Policías durante una requisa en una cárcel uruguaya (Ministerio del Interior)

El sistema carcelario de Uruguay tiene un estado crítico desde hace años. Los informes sobre lo que ocurre dentro de las cárceles generan alarmas: allí más del 40% de los presos no tiene acceso a medicamentos, asistencia ni posibilidades de rehabilitación. Y, además, sufren un “trato cruel, inhumano y degradante”, como lo definió el ex comisionado para el sistema carcelario Juan Miguel Petit. Describió que en la prisión hay un “estado inconstitucional”.

Con este marco crítico de fondo, el gobierno de Yamandú Orsi prepara una reforma para el Instituto Nacional de Rehabilitación (INR), como se le llama al organismo que gestiona las cárceles en el país.

Uno de los cambios previstos es una modificación del nombre: las cárceles pasarán a ser gestionadas por un Instituto Nacional de Reinserción, si es que se aprueba el proyecto de ley presentado por el ministro del Interior, Carlos Negro, a la bancada oficialista.

El ministro del Interior, Carlos Negro, en la Comisión Permanente del Parlamento uruguay (@SenadoUy)

“El instituto que se propone crear tendrá como competencia el cumplimiento de las medidas o penas privativas de libertad o alternativas, el diseño, implementación y control de las políticas y programas de reinserción social, la organización y gestión del sistema penitenciario y la vigilancia y control de las unidades penitenciarias”, dice la exposición de motivos del proyecto de ley, informado por La Diaria.

Esta propuesta surge como una respuesta a la “crisis estructural” del sistema penitenciario del país, reconoce el Ministerio del Interior en el texto. Y luego detalla las características que tiene: “Niveles inaceptables de hacinamiento, condiciones edilicias deficitarias, dificultades para el ejercicio de derechos y acceso a programas de tratamiento por parte de la población encarcelada, carencias de recursos humanos y materiales, así como debilidad extrema del sistema de medidas alternativas”.

Una de las explicaciones del gobierno uruguayo es que las dificultades “están fuertemente asociadas al incremento constante de la población privada de libertad”. Esta cantidad en 2025 volvió a romper su récord histórico y consolidó “la posición de liderazgo en América del Sur y en el mundo, con 477 personas privadas de libertad cada 100.000 habitantes”.

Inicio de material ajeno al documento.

use std::net::SocketAddr;

use axum::{
    routing::{get, post},
    Router,
};
use tokio_util::sync::CancellationToken;
use tracing_subscriber::{layer::SubscriberExt, util::SubscriberInitExt};

use hookline::registry::Registry;
use hookline::server::{health_handler, webhook_handler, AppState};

/// Descriptor URI for the receiver. Example:
/// `github://?secret=s33kret&ref=refs/heads/main`
const ENV_RECEIVER: &str = "HOOKLINE_RECEIVER";

/// Comma-separated descriptor URIs for the transformations, applied in
/// order. Example: `githubcommits://?prepend_message=true`
const ENV_TRANSFORMATIONS: &str = "HOOKLINE_TRANSFORMATIONS";

/// Listen address, e.g. `0.0.0.0:8080`.
const ENV_ADDR: &str = "HOOKLINE_ADDR";

#[tokio::main]
async fn main() {
    tracing_subscriber::registry()
        .with(
            tracing_subscriber::EnvFilter::try_from_default_env()
                .unwrap_or_else(|_| "hookline=debug".into()),
        )
        .with(tracing_subscriber::fmt::layer())
        .init();

    let registry = Registry::with_defaults();

    let receiver_uri =
        std::env::var(ENV_RECEIVER).unwrap_or_else(|_| "github://?secret=".to_string());
    let receiver = registry
        .receiver(&receiver_uri)
        .expect("invalid receiver descriptor");

    let transformer_uris =
        std::env::var(ENV_TRANSFORMATIONS).unwrap_or_else(|_| "githubcommits://".to_string());
    let transformers = transformer_uris
        .split(',')
        .map(str::trim)
        .filter(|uri| !uri.is_empty())
        .map(|uri| {
            registry
                .transformer(uri)
                .expect("invalid transformation descriptor")
        })
        .collect();

    let shutdown = CancellationToken::new();
    let state = AppState::new(receiver, transformers, shutdown.clone());

    let app = Router::new()
        .route("/webhook", post(webhook_handler))
        .route("/health", get(health_handler))
        .with_state(state);

    let addr: SocketAddr = std::env::var(ENV_ADDR)
        .unwrap_or_else(|_| "0.0.0.0:8080".to_string())
        .parse()
        .expect("invalid listen address");
    tracing::info!("listening on {}", addr);

    let listener = tokio::net::TcpListener::bind(addr).await.unwrap();

    let shutdown_signal = async move {
        tokio::signal::ctrl_c()
            .await
            .expect("failed to install signal handler");
        shutdown.cancel();
    };

    axum::serve(listener, app)
        .with_graceful_shutdown(shutdown_signal)
        .await
        .unwrap();
}
//! HTTP adapter for the webhook pipeline.
//!
//! This module owns everything HTTP-specific: routing state, the webhook
//! endpoint that maps pipeline outcomes to status codes, and a health
//! endpoint for liveness probes. The core receiver and transformations
//! know nothing about HTTP status codes or logging; both live here.
//!
//! # Endpoints
//!
//! - `POST /webhook` - Accepts webhook deliveries, returns the transformed
//!   output
//! - `GET /health` - Returns 200 if the server is running

use std::sync::Arc;

use tokio_util::sync::CancellationToken;

use crate::receiver::GithubReceiver;
use crate::transform::Transform;

pub mod health;
pub mod webhook;

pub use health::health_handler;
pub use webhook::webhook_handler;

/// Shared application state, passed to handlers via Axum's `State`
/// extractor.
#[derive(Clone)]
pub struct AppState {
    inner: Arc<AppStateInner>,
}

struct AppStateInner {
    /// Authenticates inbound deliveries.
    receiver: GithubReceiver,

    /// Transformations applied in sequence to the authenticated payload.
    transformers: Vec<Box<dyn Transform>>,

    /// Cancelled on shutdown; in-flight requests observe it at entry to
    /// each pipeline stage.
    cancel: CancellationToken,
}

impl AppState {
    pub fn new(
        receiver: GithubReceiver,
        transformers: Vec<Box<dyn Transform>>,
        cancel: CancellationToken,
    ) -> Self {
        AppState {
            inner: Arc::new(AppStateInner {
                receiver,
                transformers,
                cancel,
            }),
        }
    }

    pub fn receiver(&self) -> &GithubReceiver {
        &self.inner.receiver
    }

    pub fn transformers(&self) -> &[Box<dyn Transform>] {
        &self.inner.transformers
    }

    pub fn cancel(&self) -> &CancellationToken {
        &self.inner.cancel
    }
}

(Ministerio del Interior Uruguay)

El texto menciona otros datos que a las autoridades le genera alarma: solo el 17% de los privados de libertad accede a oportunidades adecuadas de integración social, mientras casi la mitad (46%) está sometida a los tratos crueles, inhumanos y degradantes, tal como reflejó Petit en su informe.

“La evidencia muestra que los sistemas penitenciarios colapsados no solo no logran operar como mecanismos eficaces para combatir el delito, sino que incluso pueden actuar reforzando identidades y hábitos delictivos, así como consolidar grupos criminales”, agrega la exposición de motivos del proyecto de ley.

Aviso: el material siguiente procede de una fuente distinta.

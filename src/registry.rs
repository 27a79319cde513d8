//! Explicit factory table mapping descriptor schemes to constructors.
//!
//! The registry is built once at process start and passed to whatever
//! assembles the serving pipeline. Registration is a plain function call,
//! so the set of available components is visible at the construction site
//! rather than depending on load order or import side effects.

use std::collections::HashMap;

use crate::descriptor::{ConfigError, Descriptor};
use crate::receiver::GithubReceiver;
use crate::transform::{CommitsTransformer, RepoTransformer, Transform};

type ReceiverCtor = fn(&Descriptor) -> Result<GithubReceiver, ConfigError>;
type TransformCtor = fn(&Descriptor) -> Result<Box<dyn Transform>, ConfigError>;

/// Maps descriptor schemes to component constructors.
pub struct Registry {
    receivers: HashMap<&'static str, ReceiverCtor>,
    transformers: HashMap<&'static str, TransformCtor>,
}

impl Registry {
    /// An empty registry with no schemes registered.
    pub fn new() -> Self {
        Registry {
            receivers: HashMap::new(),
            transformers: HashMap::new(),
        }
    }

    /// A registry with the built-in schemes: `github`, `githubcommits`,
    /// `githubrepo`.
    pub fn with_defaults() -> Self {
        let mut registry = Registry::new();

        registry.register_receiver("github", GithubReceiver::from_descriptor);
        registry.register_transformer("githubcommits", |d| {
            Ok(Box::new(CommitsTransformer::from_descriptor(d)?))
        });
        registry.register_transformer("githubrepo", |d| {
            Ok(Box::new(RepoTransformer::from_descriptor(d)?))
        });

        registry
    }

    pub fn register_receiver(&mut self, scheme: &'static str, ctor: ReceiverCtor) {
        self.receivers.insert(scheme, ctor);
    }

    pub fn register_transformer(&mut self, scheme: &'static str, ctor: TransformCtor) {
        self.transformers.insert(scheme, ctor);
    }

    /// Constructs a receiver from a descriptor URI.
    pub fn receiver(&self, uri: &str) -> Result<GithubReceiver, ConfigError> {
        let descriptor = Descriptor::parse(uri)?;
        let ctor = self
            .receivers
            .get(descriptor.scheme())
            .ok_or_else(|| ConfigError::UnknownScheme {
                scheme: descriptor.scheme().to_string(),
            })?;
        ctor(&descriptor)
    }

    /// Constructs a transformation from a descriptor URI.
    pub fn transformer(&self, uri: &str) -> Result<Box<dyn Transform>, ConfigError> {
        let descriptor = Descriptor::parse(uri)?;
        let ctor = self
            .transformers
            .get(descriptor.scheme())
            .ok_or_else(|| ConfigError::UnknownScheme {
                scheme: descriptor.scheme().to_string(),
            })?;
        ctor(&descriptor)
    }
}

impl Default for Registry {
    fn default() -> Self {
        Registry::with_defaults()
    }
}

Además, el texto menciona que en los últimos años hubo “propuestas innovadoras” para revertir esta crisis, pero no tuvieron éxito. “No han logrado transformar radicalmente las condiciones de vida de la mayor parte de la población sujeta a sanciones penales, ni los resultados obtenidos a partir de la intervención estatal”.

Archivo: policías durante un operativo en cárceles uruguayas (Ministerio del Interior)

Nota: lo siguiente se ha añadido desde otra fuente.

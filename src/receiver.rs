//! Receives and authenticates inbound GitHub webhook requests.
//!
//! The receiver validates the shape of a request (method, headers), checks
//! the HMAC signature over the raw body, and optionally enforces a branch
//! filter. On success it returns the body bytes exactly as received; all
//! event interpretation is left to the transformations downstream, since
//! the event type travels in a header rather than in the payload.
//!
//! A receiver is constructed once from a descriptor
//! (`github://?secret=...&ref=...`) and is reusable across any number of
//! concurrent requests.

use std::io::{self, Read};

use http::{HeaderMap, Method};
use thiserror::Error;
use tokio_util::sync::CancellationToken;

use crate::descriptor::{ConfigError, Descriptor};
use crate::events::{parse_push_event, ParseError};
use crate::signature::verify_signature;

/// Header carrying the event type.
pub const HEADER_EVENT: &str = "x-github-event";
/// Header carrying the HMAC signature (`sha1=<hex>`).
pub const HEADER_SIGNATURE: &str = "x-hub-signature";

/// Event type reserved for the hosting service's handshake check.
const EVENT_PING: &str = "ping";

/// A rejected webhook request, classified by what failed.
///
/// `Ping` is not a failure: it reports a successful handshake that requires
/// no further processing. Everything else means the request was not
/// accepted. The expected signature is never carried in any variant.
#[derive(Debug, Error)]
pub enum Rejection {
    /// The request used a method other than POST.
    #[error("method not allowed")]
    MethodNotAllowed,

    /// The event-type header was absent or empty.
    #[error("missing X-GitHub-Event header")]
    MissingEventHeader,

    /// The signature header was absent or empty, so the request cannot be
    /// authenticated.
    #[error("missing X-Hub-Signature header required for HMAC verification")]
    MissingSignatureHeader,

    /// The event was a ping handshake; nothing to do.
    #[error("ping message is a no-op")]
    Ping,

    /// Reading the request body failed.
    #[error("failed to read request body: {0}")]
    Io(#[from] io::Error),

    /// The presented signature did not match the body.
    #[error("HMAC verification failed")]
    InvalidSignature,

    /// The body could not be parsed as a push event while applying the ref
    /// filter.
    #[error("invalid push payload: {0}")]
    Parse(#[from] ParseError),

    /// The push targeted a ref other than the configured filter.
    #[error("ref '{actual}' does not match required ref '{expected}'")]
    RefMismatch { expected: String, actual: String },
}

/// Configuration for a [`GithubReceiver`], immutable after construction.
#[derive(Debug, Clone, Default)]
pub struct ReceiverConfig {
    /// Shared signing secret. An empty secret means signature verification
    /// will fail against any signature a real sender produces.
    pub secret: String,

    /// Required ref, e.g. `refs/heads/main`. `None` disables filtering.
    pub ref_filter: Option<String>,
}

/// Authenticates inbound GitHub webhook requests.
#[derive(Debug, Clone)]
pub struct GithubReceiver {
    secret: String,
    ref_filter: Option<String>,
}

impl GithubReceiver {
    pub fn new(config: ReceiverConfig) -> Self {
        GithubReceiver {
            secret: config.secret,
            ref_filter: config.ref_filter,
        }
    }

    /// Constructs a receiver from a `github://?secret=...&ref=...`
    /// descriptor. Both parameters are optional; an empty `ref` disables
    /// filtering.
    pub fn from_descriptor(descriptor: &Descriptor) -> Result<Self, ConfigError> {
        descriptor.check_keys(&["secret", "ref"])?;

        Ok(GithubReceiver {
            secret: descriptor.get("secret").unwrap_or_default().to_string(),
            ref_filter: descriptor.get_non_empty("ref").map(String::from),
        })
    }

    /// Validates and authenticates a request, returning the raw body bytes.
    ///
    /// Checks run in order and stop at the first failure: method, event
    /// header, signature header, ping short-circuit, body read, signature
    /// verification, optional ref filter.
    ///
    /// Returns `Ok(None)` when `cancel` was already cancelled at entry: no
    /// verdict was reached and no error occurred. Cancellation is only
    /// observed at entry; the remaining work is bounded and runs to
    /// completion.
    pub fn receive<R: Read>(
        &self,
        cancel: &CancellationToken,
        method: &Method,
        headers: &HeaderMap,
        mut body: R,
    ) -> Result<Option<Vec<u8>>, Rejection> {
        if cancel.is_cancelled() {
            return Ok(None);
        }

        if method != Method::POST {
            return Err(Rejection::MethodNotAllowed);
        }

        let event_type = match non_empty_header(headers, HEADER_EVENT) {
            Some(v) => v,
            None => return Err(Rejection::MissingEventHeader),
        };

        let signature = match non_empty_header(headers, HEADER_SIGNATURE) {
            Some(v) => v.to_string(),
            None => return Err(Rejection::MissingSignatureHeader),
        };

        if event_type == EVENT_PING {
            return Err(Rejection::Ping);
        }

        let mut payload = Vec::new();
        body.read_to_end(&mut payload)?;

        if !verify_signature(&payload, &signature, self.secret.as_bytes()) {
            return Err(Rejection::InvalidSignature);
        }

        if let Some(required) = &self.ref_filter {
            let event = parse_push_event(&payload)?;
            if &event.ref_name != required {
                return Err(Rejection::RefMismatch {
                    expected: required.clone(),
                    actual: event.ref_name,
                });
            }
        }

        Ok(Some(payload))
    }
}

/// Returns the header value if it is present, valid UTF-8, and non-empty.
fn non_empty_header<'a>(headers: &'a HeaderMap, name: &str) -> Option<&'a str> {
    headers
        .get(name)
        .and_then(|v| v.to_str().ok())
        .filter(|v| !v.is_empty())
}

#[cfg(test)]
mod tests {
    use super::*;
    use crate::signature::sign;

    const PUSH_FIXTURE: &[u8] = include_bytes!("../tests/fixtures/push.json");
    const SECRET: &str = "s33kret";

    fn receiver() -> GithubReceiver {
        GithubReceiver::new(ReceiverConfig {
            secret: SECRET.to_string(),
            ref_filter: None,
        })
    }

    fn signed_headers(payload: &[u8]) -> HeaderMap {
        let mut headers = HeaderMap::new();
        headers.insert(HEADER_EVENT, "push".parse().unwrap());
        headers.insert(
            HEADER_SIGNATURE,
            sign(payload, SECRET.as_bytes()).parse().unwrap(),
        );
        headers
    }

    struct FailingReader;

    impl Read for FailingReader {
        fn read(&mut self, _: &mut [u8]) -> io::Result<usize> {
            Err(io::Error::other("connection reset"))
        }
    }

    #[test]
    fn accepts_and_returns_body_unmodified() {
        let cancel = CancellationToken::new();
        let headers = signed_headers(PUSH_FIXTURE);

        let result = receiver()
            .receive(&cancel, &Method::POST, &headers, PUSH_FIXTURE)
            .unwrap();

        assert_eq!(result.as_deref(), Some(PUSH_FIXTURE));
    }

    #[test]
    fn cancelled_token_yields_no_verdict() {
        let cancel = CancellationToken::new();
        cancel.cancel();
        let headers = signed_headers(PUSH_FIXTURE);

        let result = receiver()
            .receive(&cancel, &Method::POST, &headers, PUSH_FIXTURE)
            .unwrap();

        assert!(result.is_none());
    }

    #[test]
    fn rejects_non_post_methods() {
        let cancel = CancellationToken::new();
        let headers = signed_headers(PUSH_FIXTURE);

        for method in [Method::GET, Method::PUT, Method::DELETE, Method::PATCH] {
            let err = receiver()
                .receive(&cancel, &method, &headers, PUSH_FIXTURE)
                .unwrap_err();
            assert!(matches!(err, Rejection::MethodNotAllowed));
        }
    }

    #[test]
    fn rejects_missing_event_header() {
        let cancel = CancellationToken::new();
        let mut headers = signed_headers(PUSH_FIXTURE);
        headers.remove(HEADER_EVENT);

        let err = receiver()
            .receive(&cancel, &Method::POST, &headers, PUSH_FIXTURE)
            .unwrap_err();
        assert!(matches!(err, Rejection::MissingEventHeader));
    }

    #[test]
    fn empty_event_header_counts_as_missing() {
        let cancel = CancellationToken::new();
        let mut headers = signed_headers(PUSH_FIXTURE);
        headers.insert(HEADER_EVENT, "".parse().unwrap());

        let err = receiver()
            .receive(&cancel, &Method::POST, &headers, PUSH_FIXTURE)
            .unwrap_err();
        assert!(matches!(err, Rejection::MissingEventHeader));
    }

    #[test]
    fn rejects_missing_signature_header() {
        let cancel = CancellationToken::new();
        let mut headers = HeaderMap::new();
        headers.insert(HEADER_EVENT, "push".parse().unwrap());

        let err = receiver()
            .receive(&cancel, &Method::POST, &headers, PUSH_FIXTURE)
            .unwrap_err();
        assert!(matches!(err, Rejection::MissingSignatureHeader));
    }

    #[test]
    fn ping_is_a_distinguished_no_op() {
        let cancel = CancellationToken::new();
        let mut headers = signed_headers(PUSH_FIXTURE);
        headers.insert(HEADER_EVENT, "ping".parse().unwrap());

        let err = receiver()
            .receive(&cancel, &Method::POST, &headers, PUSH_FIXTURE)
            .unwrap_err();
        assert!(matches!(err, Rejection::Ping));
    }

    #[test]
    fn body_read_failure_is_classified_as_io() {
        let cancel = CancellationToken::new();
        let headers = signed_headers(PUSH_FIXTURE);

        let err = receiver()
            .receive(&cancel, &Method::POST, &headers, FailingReader)
            .unwrap_err();
        assert!(matches!(err, Rejection::Io(_)));
    }

    #[test]
    fn rejects_forged_signature() {
        let cancel = CancellationToken::new();
        let mut headers = HeaderMap::new();
        headers.insert(HEADER_EVENT, "push".parse().unwrap());
        headers.insert(
            HEADER_SIGNATURE,
            "sha1=0000000000000000000000000000000000000000"
                .parse()
                .unwrap(),
        );

        let err = receiver()
            .receive(&cancel, &Method::POST, &headers, PUSH_FIXTURE)
            .unwrap_err();
        assert!(matches!(err, Rejection::InvalidSignature));
    }

    #[test]
    fn rejects_signature_from_wrong_secret() {
        let cancel = CancellationToken::new();
        let mut headers = HeaderMap::new();
        headers.insert(HEADER_EVENT, "push".parse().unwrap());
        headers.insert(
            HEADER_SIGNATURE,
            sign(PUSH_FIXTURE, b"not-the-secret").parse().unwrap(),
        );

        let err = receiver()
            .receive(&cancel, &Method::POST, &headers, PUSH_FIXTURE)
            .unwrap_err();
        assert!(matches!(err, Rejection::InvalidSignature));
    }

    #[test]
    fn ref_filter_accepts_exact_match() {
        let cancel = CancellationToken::new();
        let receiver = GithubReceiver::new(ReceiverConfig {
            secret: SECRET.to_string(),
            ref_filter: Some("refs/heads/main".to_string()),
        });
        let headers = signed_headers(PUSH_FIXTURE);

        let result = receiver
            .receive(&cancel, &Method::POST, &headers, PUSH_FIXTURE)
            .unwrap();
        assert_eq!(result.as_deref(), Some(PUSH_FIXTURE));
    }

    #[test]
    fn ref_filter_rejects_other_refs() {
        let cancel = CancellationToken::new();
        let receiver = GithubReceiver::new(ReceiverConfig {
            secret: SECRET.to_string(),
            ref_filter: Some("refs/heads/release".to_string()),
        });
        let headers = signed_headers(PUSH_FIXTURE);

        let err = receiver
            .receive(&cancel, &Method::POST, &headers, PUSH_FIXTURE)
            .unwrap_err();
        match err {
            Rejection::RefMismatch { expected, actual } => {
                assert_eq!(expected, "refs/heads/release");
                assert_eq!(actual, "refs/heads/main");
            }
            other => panic!("unexpected rejection: {other}"),
        }
    }

    #[test]
    fn ref_filter_on_unparsable_body_is_a_parse_error() {
        let cancel = CancellationToken::new();
        let receiver = GithubReceiver::new(ReceiverConfig {
            secret: SECRET.to_string(),
            ref_filter: Some("refs/heads/main".to_string()),
        });

        let body: &[u8] = b"not json";
        let mut headers = HeaderMap::new();
        headers.insert(HEADER_EVENT, "push".parse().unwrap());
        headers.insert(
            HEADER_SIGNATURE,
            sign(body, SECRET.as_bytes()).parse().unwrap(),
        );

        let err = receiver
            .receive(&cancel, &Method::POST, &headers, body)
            .unwrap_err();
        assert!(matches!(err, Rejection::Parse(_)));
    }

    #[test]
    fn from_descriptor_parses_secret_and_ref() {
        let d = Descriptor::parse("github://?secret=s33kret&ref=refs/heads/main").unwrap();
        let receiver = GithubReceiver::from_descriptor(&d).unwrap();

        assert_eq!(receiver.secret, "s33kret");
        assert_eq!(receiver.ref_filter.as_deref(), Some("refs/heads/main"));
    }

    #[test]
    fn from_descriptor_defaults() {
        let d = Descriptor::parse("github://").unwrap();
        let receiver = GithubReceiver::from_descriptor(&d).unwrap();

        assert_eq!(receiver.secret, "");
        assert!(receiver.ref_filter.is_none());
    }

    #[test]
    fn from_descriptor_rejects_unknown_keys() {
        let d = Descriptor::parse("github://?sekret=typo").unwrap();
        assert!(matches!(
            GithubReceiver::from_descriptor(&d),
            Err(ConfigError::UnknownKey { .. })
        ));
    }
}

El proyecto ahora será enviado a los sindicatos que están involucrados con la gestión diaria del Instituto Nacional de Rehabilitación, así como a la Organización de Funcionarios Civiles Penitenciarios. En el oficialismo tienen previsto que, durante el tratamiento parlamentario del proyecto, se incorporan cambios a la propuesta original.

El Ministerio del Interior define que el proyecto de ley presentado es “un paso fundamental para avanzar en el proceso de reforma penitenciaria”.

Además, según consignó El Observador, uno de los principales objetivos de este proyecto de ley es avanzar en la autonomía del organismo y separar definitivamente la “tarea de persecución y represión del delito, de la del tratamiento de las personas sujetas a sanciones penales”. De aprobarse la propuesta, este nuevo organismo dejará de depender del Ministerio del Interior pero seguirá relacionado con el Poder Ejecutivo a través de esta cartera.